Prompt:
In how many lines of the records does the word "Json" appear? Reply with the number and nothing else.

Provided information:
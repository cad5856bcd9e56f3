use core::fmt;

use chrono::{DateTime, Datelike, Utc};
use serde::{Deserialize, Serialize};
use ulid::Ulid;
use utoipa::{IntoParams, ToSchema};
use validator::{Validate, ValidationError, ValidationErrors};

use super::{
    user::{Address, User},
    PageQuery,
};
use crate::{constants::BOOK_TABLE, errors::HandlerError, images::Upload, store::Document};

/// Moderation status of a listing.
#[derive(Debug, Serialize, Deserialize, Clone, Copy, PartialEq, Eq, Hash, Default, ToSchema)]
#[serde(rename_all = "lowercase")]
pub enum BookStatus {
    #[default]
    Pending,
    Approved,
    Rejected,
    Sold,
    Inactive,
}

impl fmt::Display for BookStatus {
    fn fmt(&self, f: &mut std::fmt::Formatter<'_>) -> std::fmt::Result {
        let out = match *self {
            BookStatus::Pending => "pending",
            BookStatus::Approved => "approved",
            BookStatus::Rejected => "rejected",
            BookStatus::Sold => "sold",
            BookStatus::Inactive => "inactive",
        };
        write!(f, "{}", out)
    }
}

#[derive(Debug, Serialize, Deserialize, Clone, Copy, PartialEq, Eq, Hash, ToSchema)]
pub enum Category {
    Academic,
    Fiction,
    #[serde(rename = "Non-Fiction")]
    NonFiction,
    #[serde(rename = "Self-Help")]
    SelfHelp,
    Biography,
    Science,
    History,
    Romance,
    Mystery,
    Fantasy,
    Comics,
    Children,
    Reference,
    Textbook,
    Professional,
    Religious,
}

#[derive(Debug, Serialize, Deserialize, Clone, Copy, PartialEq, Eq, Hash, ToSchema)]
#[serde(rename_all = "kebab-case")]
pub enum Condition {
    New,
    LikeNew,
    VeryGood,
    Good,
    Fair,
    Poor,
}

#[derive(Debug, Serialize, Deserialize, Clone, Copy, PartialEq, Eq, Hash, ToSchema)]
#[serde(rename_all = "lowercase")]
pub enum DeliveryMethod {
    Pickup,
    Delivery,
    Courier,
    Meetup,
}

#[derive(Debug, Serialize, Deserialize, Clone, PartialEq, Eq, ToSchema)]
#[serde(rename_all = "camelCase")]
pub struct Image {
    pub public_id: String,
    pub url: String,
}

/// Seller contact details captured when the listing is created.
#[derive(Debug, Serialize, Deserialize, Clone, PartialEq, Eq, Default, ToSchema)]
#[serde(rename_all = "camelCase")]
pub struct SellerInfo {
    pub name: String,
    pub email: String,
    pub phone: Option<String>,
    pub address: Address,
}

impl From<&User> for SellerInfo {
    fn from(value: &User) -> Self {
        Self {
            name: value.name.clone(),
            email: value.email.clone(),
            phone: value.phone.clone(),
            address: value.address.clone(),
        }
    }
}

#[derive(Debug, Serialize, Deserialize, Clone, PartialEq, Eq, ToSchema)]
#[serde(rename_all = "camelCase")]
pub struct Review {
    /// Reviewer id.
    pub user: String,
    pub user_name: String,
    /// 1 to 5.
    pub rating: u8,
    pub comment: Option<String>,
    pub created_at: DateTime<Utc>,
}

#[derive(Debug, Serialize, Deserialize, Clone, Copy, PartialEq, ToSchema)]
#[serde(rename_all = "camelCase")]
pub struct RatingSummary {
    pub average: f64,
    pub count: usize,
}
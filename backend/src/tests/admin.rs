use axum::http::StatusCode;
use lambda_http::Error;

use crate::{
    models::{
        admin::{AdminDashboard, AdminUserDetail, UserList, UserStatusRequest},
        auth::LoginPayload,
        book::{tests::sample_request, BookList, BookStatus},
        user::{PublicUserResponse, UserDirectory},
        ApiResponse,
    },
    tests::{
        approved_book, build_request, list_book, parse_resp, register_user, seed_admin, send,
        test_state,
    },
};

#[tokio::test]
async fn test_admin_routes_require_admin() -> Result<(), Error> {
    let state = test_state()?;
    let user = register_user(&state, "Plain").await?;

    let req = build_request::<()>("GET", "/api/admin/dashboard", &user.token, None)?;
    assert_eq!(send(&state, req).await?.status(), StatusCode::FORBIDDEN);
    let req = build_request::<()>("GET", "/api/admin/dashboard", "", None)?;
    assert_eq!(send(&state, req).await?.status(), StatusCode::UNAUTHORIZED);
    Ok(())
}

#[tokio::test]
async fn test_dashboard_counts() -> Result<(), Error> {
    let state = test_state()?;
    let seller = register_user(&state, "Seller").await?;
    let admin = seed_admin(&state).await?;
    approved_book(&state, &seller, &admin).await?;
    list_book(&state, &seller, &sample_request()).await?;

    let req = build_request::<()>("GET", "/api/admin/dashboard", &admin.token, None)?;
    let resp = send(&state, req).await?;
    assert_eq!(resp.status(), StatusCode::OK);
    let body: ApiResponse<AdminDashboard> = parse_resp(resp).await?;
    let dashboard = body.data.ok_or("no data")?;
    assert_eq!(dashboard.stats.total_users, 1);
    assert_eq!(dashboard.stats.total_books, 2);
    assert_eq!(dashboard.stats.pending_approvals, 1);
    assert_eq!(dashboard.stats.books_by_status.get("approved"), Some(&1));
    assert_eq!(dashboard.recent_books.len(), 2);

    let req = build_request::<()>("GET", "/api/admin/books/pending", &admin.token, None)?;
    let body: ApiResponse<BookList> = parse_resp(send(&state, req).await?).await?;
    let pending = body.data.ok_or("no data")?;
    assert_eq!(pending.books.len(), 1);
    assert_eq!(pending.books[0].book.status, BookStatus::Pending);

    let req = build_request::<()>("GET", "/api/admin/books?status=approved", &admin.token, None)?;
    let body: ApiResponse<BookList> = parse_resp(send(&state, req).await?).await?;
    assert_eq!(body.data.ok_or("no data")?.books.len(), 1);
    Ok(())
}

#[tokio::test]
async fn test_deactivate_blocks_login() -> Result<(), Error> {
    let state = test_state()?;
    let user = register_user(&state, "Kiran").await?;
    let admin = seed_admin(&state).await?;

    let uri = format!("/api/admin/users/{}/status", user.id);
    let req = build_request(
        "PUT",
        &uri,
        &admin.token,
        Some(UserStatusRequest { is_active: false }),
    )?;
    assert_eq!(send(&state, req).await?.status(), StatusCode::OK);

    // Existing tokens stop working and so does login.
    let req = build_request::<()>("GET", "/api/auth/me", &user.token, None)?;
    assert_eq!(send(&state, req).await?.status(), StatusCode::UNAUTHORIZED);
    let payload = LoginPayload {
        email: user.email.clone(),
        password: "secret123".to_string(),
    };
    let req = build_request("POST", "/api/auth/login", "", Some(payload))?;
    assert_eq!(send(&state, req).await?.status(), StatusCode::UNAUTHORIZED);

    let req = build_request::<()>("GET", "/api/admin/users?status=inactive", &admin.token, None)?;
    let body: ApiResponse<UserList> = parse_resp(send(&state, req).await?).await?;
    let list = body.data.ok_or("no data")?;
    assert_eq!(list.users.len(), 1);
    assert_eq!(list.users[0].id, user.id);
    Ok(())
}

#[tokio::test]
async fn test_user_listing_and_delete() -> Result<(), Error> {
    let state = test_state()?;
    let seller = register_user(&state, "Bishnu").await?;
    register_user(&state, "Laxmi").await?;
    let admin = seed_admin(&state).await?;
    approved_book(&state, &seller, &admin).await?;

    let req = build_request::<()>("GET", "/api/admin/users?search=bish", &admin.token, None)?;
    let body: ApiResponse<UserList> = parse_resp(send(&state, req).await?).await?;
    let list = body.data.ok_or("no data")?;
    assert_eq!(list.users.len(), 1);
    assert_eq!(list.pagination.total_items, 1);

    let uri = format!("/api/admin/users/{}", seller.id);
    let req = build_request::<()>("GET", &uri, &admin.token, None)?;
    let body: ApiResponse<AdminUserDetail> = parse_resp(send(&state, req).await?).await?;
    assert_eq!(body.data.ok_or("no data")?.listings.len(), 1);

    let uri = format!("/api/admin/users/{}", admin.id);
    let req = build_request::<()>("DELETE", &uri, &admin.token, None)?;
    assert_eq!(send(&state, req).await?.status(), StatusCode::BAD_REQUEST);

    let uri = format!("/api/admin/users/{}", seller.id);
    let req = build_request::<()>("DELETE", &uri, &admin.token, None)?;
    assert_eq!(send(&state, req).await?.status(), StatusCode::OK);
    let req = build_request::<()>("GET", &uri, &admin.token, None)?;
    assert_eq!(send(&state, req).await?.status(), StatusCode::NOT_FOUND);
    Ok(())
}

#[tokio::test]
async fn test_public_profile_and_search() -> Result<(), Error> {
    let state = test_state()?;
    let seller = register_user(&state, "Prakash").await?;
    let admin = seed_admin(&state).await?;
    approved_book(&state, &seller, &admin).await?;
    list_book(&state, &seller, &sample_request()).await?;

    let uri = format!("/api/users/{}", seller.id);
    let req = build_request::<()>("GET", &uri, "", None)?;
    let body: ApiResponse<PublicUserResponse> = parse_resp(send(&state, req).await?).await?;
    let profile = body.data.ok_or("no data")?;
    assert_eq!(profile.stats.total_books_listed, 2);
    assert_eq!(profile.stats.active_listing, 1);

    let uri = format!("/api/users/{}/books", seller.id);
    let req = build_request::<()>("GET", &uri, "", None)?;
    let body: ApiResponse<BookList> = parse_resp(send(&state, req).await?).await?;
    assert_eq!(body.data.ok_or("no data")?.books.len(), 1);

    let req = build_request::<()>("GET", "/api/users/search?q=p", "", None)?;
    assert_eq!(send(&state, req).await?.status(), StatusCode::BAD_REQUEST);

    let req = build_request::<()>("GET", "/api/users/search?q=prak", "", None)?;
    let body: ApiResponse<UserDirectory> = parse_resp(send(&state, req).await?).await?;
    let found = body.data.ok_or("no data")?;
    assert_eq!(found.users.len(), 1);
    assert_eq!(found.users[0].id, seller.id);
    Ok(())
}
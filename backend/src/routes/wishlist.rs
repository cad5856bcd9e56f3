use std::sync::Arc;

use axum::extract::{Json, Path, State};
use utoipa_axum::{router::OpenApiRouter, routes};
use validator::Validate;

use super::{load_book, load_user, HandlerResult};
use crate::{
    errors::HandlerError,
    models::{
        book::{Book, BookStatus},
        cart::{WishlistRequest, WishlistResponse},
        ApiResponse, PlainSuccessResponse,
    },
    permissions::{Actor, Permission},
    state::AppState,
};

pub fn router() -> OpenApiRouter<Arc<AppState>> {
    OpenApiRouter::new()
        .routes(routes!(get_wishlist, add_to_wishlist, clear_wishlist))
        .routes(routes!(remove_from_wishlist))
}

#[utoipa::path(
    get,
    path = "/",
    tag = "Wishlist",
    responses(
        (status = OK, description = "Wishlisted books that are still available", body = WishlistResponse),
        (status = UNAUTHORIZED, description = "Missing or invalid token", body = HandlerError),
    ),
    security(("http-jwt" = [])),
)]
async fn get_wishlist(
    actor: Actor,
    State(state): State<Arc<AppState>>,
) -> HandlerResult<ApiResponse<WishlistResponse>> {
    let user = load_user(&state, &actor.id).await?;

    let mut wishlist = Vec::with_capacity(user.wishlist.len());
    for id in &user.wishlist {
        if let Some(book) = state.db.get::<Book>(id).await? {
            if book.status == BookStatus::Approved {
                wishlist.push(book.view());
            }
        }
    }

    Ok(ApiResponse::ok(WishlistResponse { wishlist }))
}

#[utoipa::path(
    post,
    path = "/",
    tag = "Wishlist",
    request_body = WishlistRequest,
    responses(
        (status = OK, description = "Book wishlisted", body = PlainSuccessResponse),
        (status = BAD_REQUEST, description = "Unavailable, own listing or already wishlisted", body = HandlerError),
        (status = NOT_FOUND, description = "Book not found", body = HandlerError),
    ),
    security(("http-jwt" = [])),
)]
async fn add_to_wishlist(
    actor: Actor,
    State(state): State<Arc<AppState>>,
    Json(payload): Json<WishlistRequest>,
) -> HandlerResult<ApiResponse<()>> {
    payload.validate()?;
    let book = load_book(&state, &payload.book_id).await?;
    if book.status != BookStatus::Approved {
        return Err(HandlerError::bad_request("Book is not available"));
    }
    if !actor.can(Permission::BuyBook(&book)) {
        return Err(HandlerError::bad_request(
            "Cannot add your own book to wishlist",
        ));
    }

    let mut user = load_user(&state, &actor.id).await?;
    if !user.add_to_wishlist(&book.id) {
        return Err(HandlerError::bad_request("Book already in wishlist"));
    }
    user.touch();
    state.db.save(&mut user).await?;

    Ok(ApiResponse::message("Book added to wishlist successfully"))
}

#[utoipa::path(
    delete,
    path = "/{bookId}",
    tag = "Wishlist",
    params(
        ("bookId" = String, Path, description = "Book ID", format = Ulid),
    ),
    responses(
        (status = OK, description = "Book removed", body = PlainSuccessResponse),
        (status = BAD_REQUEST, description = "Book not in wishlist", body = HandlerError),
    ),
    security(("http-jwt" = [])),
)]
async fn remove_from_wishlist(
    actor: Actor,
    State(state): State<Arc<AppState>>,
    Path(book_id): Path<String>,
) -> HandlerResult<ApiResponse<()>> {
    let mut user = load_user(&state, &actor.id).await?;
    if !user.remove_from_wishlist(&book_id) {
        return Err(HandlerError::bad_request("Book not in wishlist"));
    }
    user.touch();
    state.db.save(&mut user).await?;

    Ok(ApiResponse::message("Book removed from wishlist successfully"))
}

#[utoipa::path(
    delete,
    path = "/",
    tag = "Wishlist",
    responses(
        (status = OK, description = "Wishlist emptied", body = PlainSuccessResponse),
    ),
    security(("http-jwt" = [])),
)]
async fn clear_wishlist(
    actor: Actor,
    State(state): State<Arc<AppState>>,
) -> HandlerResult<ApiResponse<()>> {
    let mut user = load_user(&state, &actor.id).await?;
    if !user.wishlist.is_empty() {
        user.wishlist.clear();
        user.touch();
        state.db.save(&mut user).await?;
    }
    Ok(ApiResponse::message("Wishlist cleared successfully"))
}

Result below:
2